→ Records supplied
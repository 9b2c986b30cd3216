//! Packed `0xAARRGGBB` pixels.

/// Number of channels in a packed pixel.
pub const CHANNELS: usize = 4;

/// Bit offsets of alpha, red, green, blue.
const SHIFTS: [u32; CHANNELS] = [24, 16, 8, 0];

/// Split a packed pixel into `[a, r, g, b]`.
#[inline]
pub fn unpack(pixel: u32) -> [u32; CHANNELS] {
    SHIFTS.map(|s| (pixel >> s) & 0xff)
}

/// Inverse of [`unpack`]. Channels above 255 are masked off.
#[inline]
pub fn pack(channels: [u32; CHANNELS]) -> u32 {
    let mut pixel = 0;
    for (c, s) in channels.into_iter().zip(SHIFTS) {
        pixel |= (c & 0xff) << s;
    }
    pixel
}

/// Build a packed pixel from RGBA bytes, as laid out by [`fimg::Image`].
#[inline]
pub fn from_rgba([r, g, b, a]: [u8; CHANNELS]) -> u32 {
    u32::from_be_bytes([a, r, g, b])
}

/// Inverse of [`from_rgba`].
#[inline]
pub fn to_rgba(pixel: u32) -> [u8; CHANNELS] {
    let [a, r, g, b] = pixel.to_be_bytes();
    [r, g, b, a]
}

/// Running per-channel sum over a window of pixels.
///
/// A window holds at most `2 * 100 + 2` pixels, so each channel peaks at
/// `202 * 255`, well inside a `u32`.
#[derive(Clone, Copy, Debug, Default, PartialEq, Eq)]
pub struct Window {
    sums: [u32; CHANNELS],
    count: u32,
}

impl Window {
    #[inline]
    pub fn push(&mut self, pixel: u32) {
        let px = unpack(pixel);
        for i in 0..CHANNELS {
            self.sums[i] += px[i];
        }
        self.count += 1;
    }

    #[inline]
    pub fn pop(&mut self, pixel: u32) {
        let px = unpack(pixel);
        for i in 0..CHANNELS {
            self.sums[i] -= px[i];
        }
        self.count -= 1;
    }

    #[inline]
    pub fn len(&self) -> u32 {
        self.count
    }

    /// Truncating per-channel mean, repacked.
    ///
    /// The window must be non-empty.
    #[inline]
    pub fn mean(&self) -> u32 {
        debug_assert!(self.count > 0, "mean of an empty window");
        pack(self.sums.map(|s| s / self.count))
    }
}
use thiserror::Error;

/// Caller-contract violations. Every variant is an invalid argument: the blur
/// itself cannot fail on well-formed input.
#[derive(Clone, Copy, Debug, Error, PartialEq)]
#[non_exhaustive]
pub enum Error {
    /// The pixel buffer does not hold exactly `width * height` pixels.
    #[error("buffer holds {actual} pixels, expected {expected}")]
    BufferLength { expected: usize, actual: usize },
    /// `width * height` does not fit in a `usize`.
    #[error("image dimensions {width}x{height} overflow")]
    DimensionOverflow { width: usize, height: usize },
    /// Sigma was negative, infinite or NaN.
    #[error("sigma must be finite and non-negative, got {0}")]
    InvalidSigma(f32),
}

pub type Result<T, E = Error> = std::result::Result<T, E>;

/// Check that `len` pixels describe a `width` by `height` image.
pub(crate) fn check_dimensions(len: usize, width: usize, height: usize) -> Result<()> {
    let expected = width
        .checked_mul(height)
        .ok_or(Error::DimensionOverflow { width, height })?;
    if len != expected {
        return Err(Error::BufferLength {
            expected,
            actual: len,
        });
    }
    Ok(())
}
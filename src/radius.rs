use crate::error::{Error, Result};
use std::fmt;
use umath::FF32;

/// Half-width of a box window, always within `1..=100`.
#[derive(Clone, Copy, Debug, PartialEq, Eq, PartialOrd, Ord, Hash)]
pub struct Radius(u8);

impl Radius {
    pub const MIN: Self = Self(1);
    pub const MAX: Self = Self(100);

    /// `None` unless `1 <= radius <= 100`.
    pub const fn new(radius: usize) -> Option<Self> {
        if radius >= Self::MIN.0 as usize && radius <= Self::MAX.0 as usize {
            Some(Self(radius as u8))
        } else {
            None
        }
    }

    /// Saturate `radius` into `1..=100`.
    pub fn clamped(radius: usize) -> Self {
        Self(radius.clamp(Self::MIN.0 as usize, Self::MAX.0 as usize) as u8)
    }

    pub const fn get(self) -> usize {
        self.0 as usize
    }
}

impl fmt::Display for Radius {
    fn fmt(&self, f: &mut fmt::Formatter<'_>) -> fmt::Result {
        self.0.fmt(f)
    }
}

/// Blur strength: the standard deviation of the Gaussian being approximated.
///
/// Finite and non-negative, which is also what makes it a valid [`FF32`].
#[derive(Clone, Copy)]
pub struct Sigma(FF32);

impl Sigma {
    /// Validate a raw sigma.
    ///
    /// # Errors
    ///
    /// [`Error::InvalidSigma`] if `sigma` is negative, infinite or NaN.
    pub fn new(sigma: f32) -> Result<Self> {
        if !sigma.is_finite() || sigma < 0.0 {
            return Err(Error::InvalidSigma(sigma));
        }
        // SAFETY: checked finite above
        Ok(Self(unsafe { FF32::new(sigma) }))
    }

    pub fn get(self) -> f32 {
        *self.0
    }

    pub fn as_fast(self) -> FF32 {
        self.0
    }

    /// Box radius for a three pass blur of this strength.
    pub fn radius(self) -> Radius {
        estimate_radius(self.0)
    }
}

impl TryFrom<f32> for Sigma {
    type Error = Error;

    fn try_from(sigma: f32) -> Result<Self> {
        Self::new(sigma)
    }
}

impl fmt::Debug for Sigma {
    fn fmt(&self, f: &mut fmt::Formatter<'_>) -> fmt::Result {
        f.debug_tuple("Sigma").field(&self.get()).finish()
    }
}

/// Pick the box radius whose three-fold repetition matches a Gaussian of `sigma`.
///
/// Three boxes of width `w` have a combined variance of `3 * (w² - 1) / 12`, so
/// the ideal width is `sqrt(12σ² / 3 + 1)` and the radius is half of that
/// minus the centre pixel, rounded down. The result is clamped to `1..=100`.
pub fn estimate_radius(sigma: FF32) -> Radius {
    // σ² may overflow to infinity, which fast math may not see
    let sigma = *sigma;
    let ideal_width = (12.0 * sigma * sigma / 3.0 + 1.0).sqrt();
    // float to int casts saturate, so huge widths land on usize::MAX
    Radius::clamped(((ideal_width - 1.0) / 2.0) as usize)
}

→ Exercise aim
Note each line of the entries that has "does" in it, and copy those lines.

→ Written answer
    /// The pixel buffer does not hold exactly `width * height` pixels.
    /// `width * height` does not fit in a `usize`.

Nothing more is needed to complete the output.